I like it quite a bit, Arq is my "backup of last resort" and what I use for provision new macs if they're not with me. I have daily/weekly/monthly local backups and semi-local, bi-weekly backups (stored offsite or in a building with a different mac). Setting up a new Mac remotely costs about $30 for the 60GB provisioning profile to be downloaded and restored (maybe more or less depending on the internet connection at the place). I pay a few hundred yearly for backups that I have no doubt will be there if I need them.


Arq is simple and works great, although it seems that a half of my S3 bills are for the thousands of requests that Arq makes back and forth. Simpler upload & forget backup model probably could save a few bucks...


I make, on average, 40K requests a month which is like $2 while my storage costs are ~$22. At the low end you'll be paying what seems like a lot for requests but as things scale your requests costs become a much smaller percentage.

You an cut down on requests by moving to daily backups (what I do) and narrowing down what you're backing up. Backing up your applications folders will take a ton of requests (Some apps have upwards of 1000 assets whose bless values may change if you open the application and this trigger Arq)


Has anyone been able to accurately figure out how much Glacier will costs once storage is retrieved from it?


Above the free retrieval quota (5% of your storage per month), pricing is based entirely on your peak hourly retrieval rate for the month, billed at $7.20 x [peak rate measured in GB/hr].

So for example, if you retrieve 100 GB in one hour, that's $720. If you retrieve 10 TB at the rate of 100 GB/hr for 100 hours, that's also $720.
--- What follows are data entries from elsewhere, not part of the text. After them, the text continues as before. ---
//! Per-namespace builders. Method lists here are configuration data, not
//! algorithmic complexity: every proxied method routes through the same
//! gateway, every event through the same relay.

pub mod action;
pub mod cookies;
pub mod i18n;
pub mod menus;
pub mod navigation;
pub mod notifications;
pub mod runtime;
pub mod storage;
pub mod tabs;
pub mod windows;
Translated into bandwidth (assuming you're pulling at this rate for at least an hour), it's about $3 per Mbps. So if you limit your retrieval to 10 Mbps, you'll pay $30, regardless of how much data you retrieve. This makes it fairly easy to cap your expenditure, if you have a client that can stagger its requests appropriately (you need to throttle the Glacier retrieval requests, possibly using Glacier's range requests if you have very large files, not throttle at the network level).


Here's my last bill:

    $0.010 per GB / month - Storage 	2112.146 GB-Mo 	21.12
    $0.050 per 1,000 Requests 	40,447 Requests 	2.02

My last "restoration" was actually setting up a new iMac at a remote site involved downloading ~60GB over ~20hour and cost me about $30


Do you recommend Glacier over Crashplan? I'm thinking about switching


They are very different.

Glacier takes hours just to get the listing of files, or start the file download.

Their pricing is very different. Crashplan charges per computer. Glacier charges per GB of storage and per GB of transfer out.


In what cases would be better to use Glacier? I don't have too many GB, ~30GB.


Glacier is for when you want to store essentially never-changing backups that you expect to very, very rarely access. You can store a couple GB or petabytes.

Think an archive of family videos and photos spanning 30 years, or all the tax documents for a large enterprise.


A 30GB backup, that's updated nightly, on AWS Glacier will cost somewhere in the neighborhood of $1 a month. A 300GB backup somewhere around $5 on AWS.


Glacier is cheaper for small backups that you almost never touch.